We chose the theme "made up" for this thirty-second theme of Quarantined Museum, because we wanted to put forward the collection of the Musée d'art de Joliette.


One of the challenges inherent to the act of collecting is certainly restoration. Recently, we called upon the Centre de conservation du Québec to restore the work The Good Shepherd by Mexican painter Antonio de Torres, painted in 1723. In addition to a large laceration in the center of the canvas that needed to be repaired, the painting needed a good cleaning. During the pre-cleaning examination, the conservator discovered iconographic elements that were hidden under layers of paint and revealed them.
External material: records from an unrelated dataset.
//! The chain data source boundary.
//!
//! A [`ChainDataSource`] answers head/log/timestamp queries and opens a live
//! [`LogSubscription`]. Live delivery is a bounded channel between the
//! adapter's producer task and a single consumer, so batches are processed
//! one at a time and in delivery order.

use alloy_primitives::{Address, B256};
use async_trait::async_trait;
use tokio::sync::mpsc;
use tokio::task::JoinHandle;

use crate::error::SyncError;
use crate::event::transfer_topic;
use crate::types::RawLog;

// ─── LogFilter ────────────────────────────────────────────────────────────────

/// Which logs to query or subscribe to.
#[derive(Debug, Clone, Copy, PartialEq, Eq)]
pub struct LogFilter {
    /// Emitting contract.
    pub address: Address,
    /// Event signature hash (`topics[0]`).
    pub event_signature: B256,
}

impl LogFilter {
    /// Filter for ERC-20 `Transfer` logs of a single contract.
    pub fn transfers(address: Address) -> Self {
        Self {
            address,
            event_signature: transfer_topic(),
        }
    }
}

// ─── ChainDataSource ──────────────────────────────────────────────────────────

/// Abstraction over the blockchain RPC endpoint.
#[async_trait]
pub trait ChainDataSource: Send + Sync {
    /// Latest block number known to the endpoint.
    async fn current_height(&self) -> Result<u64, SyncError>;

    /// All logs matching `filter` in the inclusive range `[from, to]`.
    ///
    /// Fails with [`SyncError::RangeTooLarge`] when the endpoint rejects the
    /// window size; shrinking the window is the caller's job.
    async fn get_logs(&self, filter: &LogFilter, from: u64, to: u64)
        -> Result<Vec<RawLog>, SyncError>;

    /// Timestamp (seconds since epoch) of `block_number`.
    async fn get_block_timestamp(&self, block_number: u64) -> Result<u64, SyncError>;

    /// Open a persistent push channel of newly observed logs.
    async fn subscribe(&self, filter: &LogFilter) -> Result<LogSubscription, SyncError>;
}

// ─── LogSubscription ──────────────────────────────────────────────────────────

type Delivery = Result<Vec<RawLog>, SyncError>;

/// Consumer side of a live log subscription.
///
/// Dropping it aborts the producer task (if one was attached).
pub struct LogSubscription {
    rx: mpsc::Receiver<Delivery>,
    task: Option<JoinHandle<()>>,
    dead: bool,
}

/// Producer side of a live log subscription.
pub struct SubscriptionSink {
    tx: mpsc::Sender<Delivery>,
}

impl LogSubscription {
    /// Create a connected sink/subscription pair with room for `capacity`
    /// undelivered batches.
    pub fn channel(capacity: usize) -> (SubscriptionSink, Self) {
        let (tx, rx) = mpsc::channel(capacity.max(1));
        (
            SubscriptionSink { tx },
            Self {
                rx,
                task: None,
                dead: false,
            },
        )
    }

    /// Tie the producer task's lifetime to this subscription.
    pub fn with_task(mut self, task: JoinHandle<()>) -> Self {
        self.task = Some(task);
        self
    }

    /// Wait for the next non-empty batch.
    ///
    /// Returns [`SyncError::FatalSubscription`] once the producer failed or
    /// went away; every later call returns the same kind of error.
    pub async fn next_batch(&mut self) -> Result<Vec<RawLog>, SyncError> {
        if self.dead {
            return Err(SyncError::FatalSubscription("subscription already terminated".into()));
        }
        match self.rx.recv().await {
            Some(Ok(batch)) => Ok(batch),
            Some(Err(e)) => {
                self.dead = true;
                Err(match e {
                    SyncError::FatalSubscription(_) => e,
                    other => SyncError::FatalSubscription(other.to_string()),
                })
            }
            None => {
                self.dead = true;
                Err(SyncError::FatalSubscription("subscription channel closed".into()))
            }
        }
    }
}

impl Drop for LogSubscription {
    fn drop(&mut self) {
        if let Some(task) = self.task.take() {
            task.abort();
        }
    }
}

impl SubscriptionSink {
    /// Push a batch to the consumer. Empty batches are dropped.
    ///
    /// Waits while the channel is full. Returns `false` if the consumer is
    /// gone and the producer should stop.
    pub async fn deliver(&self, batch: Vec<RawLog>) -> bool {
        if batch.is_empty() {
            return !self.tx.is_closed();
        }
        self.tx.send(Ok(batch)).await.is_ok()
    }

    /// Signal that the channel cannot be sustained. Consumes the sink, so
    /// nothing can be delivered afterwards.
    pub async fn fail(self, error: SyncError) {
        tracing::warn!(error = %error, "log subscription failed");
        let _ = self.tx.send(Err(error)).await;
    }

    /// `true` if the consumer dropped the subscription.
    pub fn is_closed(&self) -> bool {
        self.tx.is_closed()
    }
}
Indeed, "infrared photography suggested that overpainting hid a lamb carried on the pastor's shoulders (Restoration Report, CCQ, 2020)."
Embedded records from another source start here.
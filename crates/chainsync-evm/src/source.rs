//! [`ChainDataSource`] over Ethereum JSON-RPC.

use std::time::Duration;

use async_trait::async_trait;
use tracing::info;

use chainsync_core::{ChainDataSource, LogFilter, LogSubscription, RawLog, RetryConfig, SyncError};

use crate::poll::poll_logs;
use crate::rpc::HttpRpcClient;
use crate::ws::subscribe_logs;

/// Endpoint and live-delivery settings for [`EvmDataSource`].
#[derive(Debug, Clone)]
pub struct EvmSourceConfig {
    /// HTTP JSON-RPC endpoint. Derived from `ws_url` when absent.
    pub http_url: Option<String>,
    /// WebSocket endpoint. Without it, live delivery falls back to polling.
    pub ws_url: Option<String>,
    pub request_timeout: Duration,
    /// Quiet period after which a partial WebSocket block group is delivered.
    pub idle_flush: Duration,
    pub poll_interval: Duration,
    /// Backoff for transient failures inside the polling subscription.
    pub poll_retry: RetryConfig,
    /// Undelivered batches buffered between producer and consumer.
    pub channel_capacity: usize,
}

impl Default for EvmSourceConfig {
    fn default() -> Self {
        Self {
            http_url: None,
            ws_url: None,
            request_timeout: Duration::from_secs(30),
            idle_flush: Duration::from_millis(250),
            poll_interval: Duration::from_secs(4),
            poll_retry: RetryConfig::default(),
            channel_capacity: 64,
        }
    }
}

/// JSON-RPC backed chain data source.
pub struct EvmDataSource {
    rpc: HttpRpcClient,
    config: EvmSourceConfig,
}

impl EvmDataSource {
    pub fn new(config: EvmSourceConfig) -> Result<Self, SyncError> {
        let http_url = match (&config.http_url, &config.ws_url) {
            (Some(http), _) => http.clone(),
            (None, Some(ws)) => http_url_from_ws(ws)?,
            (None, None) => {
                return Err(SyncError::Config(
                    "an HTTP or WebSocket RPC endpoint is required".into(),
                ))
            }
        };
        let rpc = HttpRpcClient::new(http_url, config.request_timeout)?;
        let live = if config.ws_url.is_some() { "websocket" } else { "polling" };
        info!(http = rpc.url(), live, "rpc data source configured");
        Ok(Self { rpc, config })
    }

    pub fn rpc(&self) -> &HttpRpcClient {
        &self.rpc
    }
}

/// `wss://host/path` → `https://host/path`, `ws://…` → `http://…`.
pub fn http_url_from_ws(ws_url: &str) -> Result<String, SyncError> {
    if let Some(rest) = ws_url.strip_prefix("wss://") {
        Ok(format!("https://{rest}"))
    } else if let Some(rest) = ws_url.strip_prefix("ws://") {
        Ok(format!("http://{rest}"))
    } else {
        Err(SyncError::Config(format!(
            "websocket url must start with ws:// or wss://, got {ws_url:?}"
        )))
    }
}

#[async_trait]
impl ChainDataSource for EvmDataSource {
    async fn current_height(&self) -> Result<u64, SyncError> {
        self.rpc.block_number().await
    }

    async fn get_logs(
        &self,
        filter: &LogFilter,
        from: u64,
        to: u64,
    ) -> Result<Vec<RawLog>, SyncError> {
        self.rpc.get_logs(filter, from, to).await
    }

    async fn get_block_timestamp(&self, block_number: u64) -> Result<u64, SyncError> {
        self.rpc.block_timestamp(block_number).await
    }

    async fn subscribe(&self, filter: &LogFilter) -> Result<LogSubscription, SyncError> {
        match &self.config.ws_url {
            Some(url) => {
                subscribe_logs(url, filter, self.config.idle_flush, self.config.channel_capacity)
                    .await
            }
            None => {
                poll_logs(
                    self.rpc.clone(),
                    *filter,
                    self.config.poll_interval,
                    self.config.poll_retry.clone(),
                    self.config.channel_capacity,
                )
                .await
            }
        }
    }
}
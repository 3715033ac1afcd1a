//! Minimal HTTP JSON-RPC node for unit tests.
//!
//! Every connection serves exactly one request and is then closed.

use std::sync::Arc;

use serde_json::{json, Value};
use tokio::io::{AsyncReadExt, AsyncWriteExt};
use tokio::net::{TcpListener, TcpStream};

/// `Ok(result)` or `Err((code, message))` for a JSON-RPC call.
pub(crate) type Reply = Result<Value, (i64, String)>;

/// Serve `handler` on a random local port; returns the endpoint URL.
pub(crate) async fn spawn_node<F>(handler: F) -> String
where
    F: Fn(&str, &Value) -> Reply + Send + Sync + 'static,
{
    let listener = TcpListener::bind("127.0.0.1:0").await.unwrap();
    let url = format!("http://{}", listener.local_addr().unwrap());
    let handler = Arc::new(handler);
    tokio::spawn(async move {
        while let Ok((stream, _)) = listener.accept().await {
            let handler = Arc::clone(&handler);
            tokio::spawn(async move {
                let _ = serve_one(stream, &*handler).await;
            });
        }
    });
    url
}

async fn serve_one<F>(mut stream: TcpStream, handler: &F) -> std::io::Result<()>
where
    F: Fn(&str, &Value) -> Reply,
{
    let mut buf = Vec::new();
    let mut chunk = [0u8; 4096];
    let header_end = loop {
        let n = stream.read(&mut chunk).await?;
        if n == 0 {
            return Ok(());
        }
        buf.extend_from_slice(&chunk[..n]);
        if let Some(pos) = buf.windows(4).position(|w| w == b"\r\n\r\n") {
            break pos + 4;
        }
    };
    let headers = String::from_utf8_lossy(&buf[..header_end]).to_ascii_lowercase();
    let length: usize = headers
        .lines()
        .find_map(|l| l.strip_prefix("content-length:"))
        .and_then(|v| v.trim().parse().ok())
        .unwrap_or(0);
    while buf.len() < header_end + length {
        let n = stream.read(&mut chunk).await?;
        if n == 0 {
            break;
        }
        buf.extend_from_slice(&chunk[..n]);
    }

    let request: Value = serde_json::from_slice(&buf[header_end..]).unwrap_or(Value::Null);
    let method = request["method"].as_str().unwrap_or_default();
    let body = match handler(method, &request["params"]) {
        Ok(result) => json!({"jsonrpc": "2.0", "id": request["id"], "result": result}),
        Err((code, message)) => json!({
            "jsonrpc": "2.0",
            "id": request["id"],
            "error": {"code": code, "message": message},
        }),
    }
    .to_string();

    let response = format!(
        "HTTP/1.1 200 OK\r\ncontent-type: application/json\r\ncontent-length: {}\r\nconnection: close\r\n\r\n{}",
        body.len(),
        body
    );
    stream.write_all(response.as_bytes()).await?;
    stream.shutdown().await
}

/// An `eth_getLogs` entry at `block`.
pub(crate) fn log_json(block: u64, log_index: u64) -> Value {
    json!({
        "address": "0xa0b86991c6218b36c1d19d4a2e9eb0ce3606eb48",
        "topics": [format!("0x{}", "dd".repeat(32))],
        "data": "0x",
        "blockNumber": format!("{block:#x}"),
        "blockHash": format!("0x{}", "ab".repeat(32)),
        "transactionHash": format!("0x{:064x}", block * 1_000 + log_index),
        "logIndex": format!("{log_index:#x}"),
        "removed": false
    })
}

/// Parse a hex quantity such as `"0x1f"`.
pub(crate) fn quantity(v: &Value) -> u64 {
    let s = v.as_str().unwrap_or_default().trim_start_matches("0x");
    u64::from_str_radix(s, 16).unwrap_or_default()
}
Plaster, rendering, varnish, lime, marble powder... In art, the number and variety of layers can be surprising. Delacroix's paintings in the church of Saint-Sulpice in Paris have up to a dozen layers, including paint, oil and resin. On some older works, for example, we can find plaster-based coatings, wax. And in the case of murals in churches, it is not uncommon to find heavy layers of foreign matter, such as candle smoke, torch smoke and greasy dust.


In this call for entries, we propose to put your finger on what is made up around you and what is not. What do we generally wear makeup in our lives; what would we like to dare to remove? Do we always know what is made up and what is not, even when it comes to ourselves? And if we cleaned the layers, and revealed more, what would we see? Does removing makeup lighten or weigh down?